**TASK PROMPT**
Extract every line from the records below that contains the word "derive".

Collected data entries:
___
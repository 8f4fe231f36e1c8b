//! Таблица hex-кодов: числовой идентификатор канала -> метаданные.
//!
//! Схема идентификатора: старшие 12 бит (0xFFF0) выбирают базовую
//! запись таблицы, младшие 4 бита (0x000F) — номер экземпляра (0–15).
//! Например 0x610 -> "sh_0" (сдвиговый зонд №0), 0x611 -> "sh_1".
//!
//! Таблица собрана из прошивочной документации логгера и неизменна на
//! время процесса. Уникальность базовых кодов — инвариант старта:
//! однажды в таблицу уже попал дубль, и его искали неделю.

use std::collections::HashMap;

use log::warn;
use once_cell::sync::Lazy;
use qfile_types::{ChannelDescriptor, ChannelKind, QfError, QfResult};

/// Имя базовой записи: как из него получается имя конкретного
/// экземпляра канала.
#[derive(Debug, Clone, Copy)]
enum BaseName {
    /// Номер экземпляра дописывается к суффиксу: "sh_" -> "sh_1"
    Suffixed(&'static str),
    /// Имена перечислены по экземплярам; номер вне списка — канал
    /// неизвестен
    Listed(&'static [&'static str]),
    /// Одно имя на все экземпляры
    Plain(&'static str),
}

impl BaseName {
    fn resolve(&self, instance: usize) -> Option<String> {
        match self {
            BaseName::Suffixed(prefix) => Some(format!("{prefix}{instance}")),
            BaseName::Listed(names) => names.get(instance).map(|s| (*s).to_string()),
            BaseName::Plain(name) => Some((*name).to_string()),
        }
    }
}

/// Физические единицы базовой записи.
#[derive(Debug, Clone, Copy)]
enum Units {
    None,
    Plain(&'static str),
    /// По экземплярам; вне списка единицы просто не заданы
    PerInstance(&'static [&'static str]),
}

impl Units {
    fn resolve(&self, instance: usize) -> Option<&'static str> {
        match self {
            Units::None => None,
            Units::Plain(u) => Some(u),
            Units::PerInstance(list) => list.get(instance).copied(),
        }
    }
}

struct HexEntry {
    base: u16,
    name: BaseName,
    long_name: BaseName,
    units: Units,
    kind: ChannelKind,
}

const fn scalar(base: u16, name: BaseName, long_name: BaseName, units: Units) -> HexEntry {
    HexEntry {
        base,
        name,
        long_name,
        units,
        kind: ChannelKind::Scalar,
    }
}

const fn spectral(base: u16, name: BaseName, long_name: BaseName, units: Units) -> HexEntry {
    HexEntry {
        base,
        name,
        long_name,
        units,
        kind: ChannelKind::Spectral,
    }
}

use BaseName::{Listed, Plain, Suffixed};

/// Базовые записи таблицы. Группа 0x910–0x9B0 — частотные спектры,
/// остальное — скаляры.
static TABLE: &[HexEntry] = &[
    scalar(0x010, Suffixed("dT_"), Suffixed("preThermal_"), Units::None),
    scalar(0x020, Suffixed("dC_"), Suffixed("preUConductivity_"), Units::None),
    scalar(0x030, Plain("P_dP"), Plain("prePressure"), Units::None),
    scalar(
        0x110,
        Listed(&["A0", "Ax", "Ay", "Az"]),
        Listed(&[
            "acceleration_0",
            "acceleration_X",
            "acceleration_Y",
            "acceleration_Z",
        ]),
        Units::None,
    ),
    scalar(
        0x120,
        Listed(&["A0", "Ax", "Ay"]),
        Listed(&["piezo_0", "piezo_X", "piezo_Y"]),
        Units::None,
    ),
    scalar(
        0x130,
        Listed(&["Incl_0", "Incl_X", "Incl_Y", "Incl_T"]),
        Listed(&[
            "Inclinometer_0",
            "Inclinometer_X",
            "Inclinometer_Y",
            "Inclinometer_T",
        ]),
        Units::PerInstance(&["degrees", "degrees", "Celsius"]),
    ),
    scalar(
        0x140,
        Listed(&["theta_0", "thetaX", "thetaY"]),
        Listed(&["Theta_0", "Theta_X", "Theta_Y"]),
        Units::Plain("degrees"),
    ),
    scalar(
        0x150,
        Listed(&["M_0", "Mx", "My", "Mz"]),
        Listed(&["magnetic_0", "magnetic_X", "magnetic_Y", "magnetic_Z"]),
        Units::None,
    ),
    scalar(0x160, Plain("pressure"), Plain("pressure_ocean"), Units::Plain("decibar")),
    scalar(0x170, Plain("AOA"), Plain("angle_of_attack"), Units::Plain("degrees")),
    scalar(0x210, Plain("VBat"), Plain("battery"), Units::Plain("Volts")),
    scalar(0x220, Plain("PV"), Plain("pressure_transducer"), Units::Plain("Volts")),
    scalar(0x230, Plain("EMCur"), Plain("EM_current"), Units::Plain("Amps")),
    scalar(
        0x240,
        Listed(&["latitude", "longitude"]),
        Listed(&["Latitude", "Longitude"]),
        Units::PerInstance(&["degrees North", "degrees East"]),
    ),
    scalar(0x250, Plain("noise"), Plain("glider_noise"), Units::None),
    scalar(0x310, Plain("EM"), Plain("speed"), Units::Plain("meters/second")),
    scalar(
        0x320,
        Listed(&["U", "V", "W", "speed_squared"]),
        Listed(&[
            "velocity_eastward",
            "velocity_northward",
            "velocity_upwards",
            "velocity_squared",
        ]),
        Units::PerInstance(&[
            "meters/second",
            "meters/second",
            "meters/second",
            "meters^2/second^2",
        ]),
    ),
    scalar(0x330, Plain("dzdt"), Plain("fallRate"), Units::Plain("meters/second")),
    scalar(
        0x340,
        Plain("dzdt_adj"),
        Plain("fallRate_adjusted_for_AOA"),
        Units::Plain("meters/second"),
    ),
    scalar(0x350, Plain("speed_hotel"), Plain("speed_hotel"), Units::Plain("meters/second")),
    scalar(0x360, Plain("speed"), Plain("speed_computation"), Units::Plain("meters/second")),
    scalar(
        0x410,
        Listed(&[
            "temperature_JAC",
            "temperature_SB",
            "temperature_RBR",
            "temperature_Hotel",
            "temperature_Contant",
        ]),
        Plain("temperature"),
        Units::Plain("Celsius"),
    ),
    scalar(
        0x420,
        Listed(&[
            "conductivity_JAC",
            "conductivity_SB",
            "conductivity_RBR",
            "conductivity_Hotel",
            "conductivity_Constant",
        ]),
        Plain("conductivity"),
        Units::None,
    ),
    scalar(
        0x430,
        Listed(&[
            "salinity_JAC",
            "salinity_SB",
            "salinity_RBR",
            "salinity_Hotel",
            "salinity_Constant",
        ]),
        Plain("salinity"),
        Units::Plain("PSU"),
    ),
    scalar(0x440, Plain("sigma0"), Plain("sigma_0"), Units::Plain("kilogram/meter^3")),
    scalar(0x450, Plain("visc"), Plain("viscosity"), Units::Plain("meter^2/second")),
    scalar(0x510, Plain("chlor"), Plain("chlorophyll"), Units::None),
    scalar(0x520, Plain("turb"), Plain("turbidity"), Units::None),
    scalar(0x530, Plain("DO"), Plain("dissolved_oxygen"), Units::None),
    scalar(0x610, Suffixed("sh_"), Suffixed("shear_"), Units::None),
    scalar(0x620, Suffixed("T_"), Suffixed("temperature_"), Units::Plain("Celsius")),
    scalar(0x630, Suffixed("C_"), Suffixed("microConductivity_"), Units::None),
    scalar(
        0x640,
        Suffixed("dT_"),
        Suffixed("gradient_temperature_"),
        Units::Plain("Celsius/meter"),
    ),
    scalar(0x650, Suffixed("dC_"), Suffixed("gradient_conductivity_"), Units::None),
    scalar(0x710, Suffixed("sh_GTD_"), Suffixed("shear_goodman_"), Units::None),
    scalar(0x720, Suffixed("sh_DSP_"), Suffixed("shear_despiked_"), Units::None),
    scalar(
        0x730,
        Suffixed("uCond_DSP_"),
        Suffixed("microConductivity_despiked_"),
        Units::None,
    ),
    scalar(0x740, Suffixed("sh_fraction_"), Suffixed("shear_fraction_"), Units::None),
    scalar(0x750, Suffixed("sh_passes_"), Suffixed("shear_passes_"), Units::None),
    scalar(
        0x760,
        Suffixed("uCond_fraction_"),
        Suffixed("microConductivity_fraction_"),
        Units::None,
    ),
    scalar(
        0x770,
        Suffixed("uCond_passes_"),
        Suffixed("microConductivity_passes_"),
        Units::None,
    ),
    scalar(0x810, Suffixed("K_max_"), Suffixed("integration_limit_"), Units::None),
    scalar(0x820, Suffixed("var_res_"), Suffixed("variance_resolved_"), Units::None),
    scalar(0x830, Suffixed("MAD_"), Suffixed("mean_averaged_deviation_"), Units::None),
    scalar(0x840, Suffixed("FM_"), Suffixed("figure_of_merit_"), Units::None),
    scalar(0x850, Suffixed("CI_"), Suffixed("confidence_interval_"), Units::None),
    scalar(
        0x860,
        Suffixed("MAD_T_"),
        Suffixed("mean_average_deviation_temperature_"),
        Units::None,
    ),
    scalar(0x870, Suffixed("QC_"), Suffixed("quality_control_flags_"), Units::None),
    spectral(0x910, Plain("freq"), Plain("frequency"), Units::None),
    spectral(0x920, Plain("shear_raw"), Plain("shear_raw"), Units::None),
    spectral(0x930, Suffixed("shear_gfd_"), Suffixed("shear_goodman_"), Units::None),
    spectral(0x940, Plain("gradT_raw"), Plain("thermistor_raw"), Units::None),
    spectral(0x950, Suffixed("gradT_gfd_"), Suffixed("thermistor_goodman_"), Units::None),
    spectral(0x960, Plain("uCond_raw"), Plain("microConductivity_raw"), Units::None),
    spectral(
        0x970,
        Suffixed("uCond_gfd_"),
        Suffixed("microConductivity_goodman_"),
        Units::None,
    ),
    spectral(0x980, Plain("piezo"), Plain("vibration"), Units::None),
    spectral(0x990, Plain("accel"), Plain("accelerometer"), Units::None),
    spectral(0x9A0, Plain("T_ref"), Plain("temperature_reference"), Units::None),
    spectral(0x9B0, Plain("T_noise"), Plain("temperature_noise"), Units::None),
    scalar(0xA10, Suffixed("e_"), Suffixed("epsilon_"), Units::None),
    scalar(0xA20, Plain("N2"), Plain("buoyancy_frequency"), Units::None),
    scalar(0xA30, Plain("eddy_diff"), Plain("eddy_diffusivity"), Units::None),
    scalar(0xA40, Suffixed("chi_"), Suffixed("chi_"), Units::None),
    scalar(0xA50, Suffixed("e_T_"), Suffixed("thermal_dissipation_"), Units::None),
    // diagnostic_: значения, которых в потоке быть не должно
    scalar(0xD20, Suffixed("diagnostic_"), Suffixed("diagnostic_"), Units::None),
];

/// Развёрнутая карта id -> дескриптор по всем экземплярам.
static IDENT_MAP: Lazy<HashMap<u16, ChannelDescriptor>> = Lazy::new(|| {
    let mut map = HashMap::new();
    for entry in TABLE {
        for instance in 0..16usize {
            let Some(name) = entry.name.resolve(instance) else {
                continue; // номер вне списка имён
            };
            let long_name = entry
                .long_name
                .resolve(instance)
                .unwrap_or_else(|| name.clone());
            let id = entry.base | instance as u16;
            let prev = map.insert(
                id,
                ChannelDescriptor {
                    id,
                    name,
                    long_name,
                    units: entry.units.resolve(instance),
                    kind: entry.kind,
                },
            );
            // Инвариант старта: базовые коды уникальны
            assert!(prev.is_none(), "duplicate channel identifier {id:#06x}");
        }
    }
    map
});

/// Дескриптор канала по полному идентификатору.
///
/// `UnknownChannel` для идентификаторов вне таблицы (в том числе для
/// номера экземпляра за пределами списка имён).
pub fn lookup(id: u16) -> QfResult<&'static ChannelDescriptor> {
    match IDENT_MAP.get(&id) {
        Some(d) => Ok(d),
        None => {
            warn!("channel identifier {id:#06x} not in hex code table");
            Err(QfError::UnknownChannel(id))
        }
    }
}

/// Обратный поиск: имя канала -> идентификатор.
///
/// "sh_1" -> 0x611, "pressure" -> 0x160, "Az" -> 0x113.
pub fn name_to_ident(name: &str) -> Option<u16> {
    let (prefix, instance) = split_instance(name);

    for entry in TABLE {
        match entry.name {
            Suffixed(p) if p == prefix => return Some(entry.base | instance as u16),
            Plain(p) if p == name => return Some(entry.base),
            Listed(names) => {
                if let Some(idx) = names.iter().position(|n| *n == name) {
                    return Some(entry.base | idx as u16);
                }
            }
            _ => {}
        }
    }
    warn!("channel name {name:?} not in hex code table");
    None
}

/// Число известных идентификаторов (все экземпляры).
pub fn known_ident_count() -> usize {
    IDENT_MAP.len()
}

/// "sh_12" -> ("sh_", 12); имена без суффиксного номера — экземпляр 0.
fn split_instance(name: &str) -> (&str, usize) {
    let digits = name
        .chars()
        .rev()
        .take_while(|c| c.is_ascii_digit())
        .count();
    if digits == 0 {
        return (name, 0);
    }
    let (prefix, num) = name.split_at(name.len() - digits);
    if !prefix.ends_with('_') {
        return (name, 0);
    }
    match num.parse::<usize>() {
        Ok(n) if n < 16 => (prefix, n),
        _ => (name, 0),
    }
}
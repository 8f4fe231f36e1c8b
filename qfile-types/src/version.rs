/// Версия формата Q-file.
///
/// Логгер пишет версию в заголовок как f32. v1.2 описана в TN-054;
/// v1.3 — ревизия с урезанной избыточностью: без счётчика записей в
/// заголовке, без номера/кода ошибки/времени конца в data-record'ах,
/// выборки расширены до f32.
#[derive(Debug, Clone, Copy, PartialEq, Eq, Hash)]
pub enum FileVersion {
    V12,
    V13,
}

/// Допуск при сравнении f32-версии из заголовка
const VERSION_EPS: f32 = 1e-4;

impl FileVersion {
    /// Распознаёт версию из f32-поля заголовка. `None` для
    /// неподдерживаемых значений.
    pub fn from_f32(v: f32) -> Option<Self> {
        if (v - 1.2).abs() < VERSION_EPS {
            Some(FileVersion::V12)
        } else if (v - 1.3).abs() < VERSION_EPS {
            Some(FileVersion::V13)
        } else {
            None
        }
    }

    pub fn as_f32(&self) -> f32 {
        match self {
            FileVersion::V12 => 1.2,
            FileVersion::V13 => 1.3,
        }
    }

    pub fn is_v12(&self) -> bool {
        *self == FileVersion::V12
    }

    pub fn is_v13(&self) -> bool {
        *self == FileVersion::V13
    }
}

impl std::fmt::Display for FileVersion {
    fn fmt(&self, f: &mut std::fmt::Formatter<'_>) -> std::fmt::Result {
        match self {
            FileVersion::V12 => write!(f, "1.2"),
            FileVersion::V13 => write!(f, "1.3"),
        }
    }
}
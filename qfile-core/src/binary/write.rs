/// Аппендеры little-endian полей в растущий буфер.

pub fn put_u16(out: &mut Vec<u8>, v: u16) {
    out.extend_from_slice(&v.to_le_bytes());
}

pub fn put_u32(out: &mut Vec<u8>, v: u32) {
    out.extend_from_slice(&v.to_le_bytes());
}

pub fn put_u64(out: &mut Vec<u8>, v: u64) {
    out.extend_from_slice(&v.to_le_bytes());
}

pub fn put_i64(out: &mut Vec<u8>, v: i64) {
    out.extend_from_slice(&v.to_le_bytes());
}

pub fn put_f32(out: &mut Vec<u8>, v: f32) {
    out.extend_from_slice(&v.to_le_bytes());
}
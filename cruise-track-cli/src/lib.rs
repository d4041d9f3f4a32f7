//! Command-line interface for reconstructing cruise routes.
#![forbid(unsafe_code)]

use clap::{Parser, Subcommand};

mod error;
mod fs;
mod route;

pub use error::CliError;

use route::RouteArgs;

pub(crate) const ARG_ROUTE_POSITIONS: &str = "positions";
pub(crate) const ARG_ROUTE_LEGS: &str = "legs";
pub(crate) const ARG_ROUTE_TOLERANCE: &str = "tolerance";
pub(crate) const ENV_ROUTE_POSITIONS: &str = "CRUISE_TRACK_CMDS_ROUTE_POSITIONS";

/// Run the CLI with the current process arguments and environment.
///
/// # Errors
/// Returns [`CliError`] when argument parsing, configuration merging, input
/// loading, route reconstruction or output fails.
pub fn run() -> Result<(), CliError> {
    let cli = Cli::try_parse().map_err(CliError::ArgumentParsing)?;
    match cli.command {
        Command::Route(args) => route::run_route(args),
    }
}

#[derive(Debug, Parser)]
#[command(
    name = "cruise-track",
    about = "Reconstruct research-vessel cruise routes from recorded fixes",
    version
)]
struct Cli {
    #[command(subcommand)]
    command: Command,
}

#[derive(Debug, Subcommand)]
enum Command {
    /// Split a cruise's fixes into an antimeridian-safe GeoJSON route.
    Route(RouteArgs),
}

#[cfg(test)]
mod tests;
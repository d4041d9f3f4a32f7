//! Entry point for the command-line interface.
#![forbid(unsafe_code)]

fn main() {
    if let Err(err) = cruise_track_cli::run() {
        eprintln!("cruise-track: {err}");
        std::process::exit(1);
    }
}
___
**WRITTEN RESPONSE**
#[derive(Debug, Clone, Copy)]
#[derive(Debug, Clone, Copy)]
#[derive(Debug, Clone, Copy, PartialEq, Eq, Hash)]
#[derive(Debug, Parser)]
#[derive(Debug, Subcommand)]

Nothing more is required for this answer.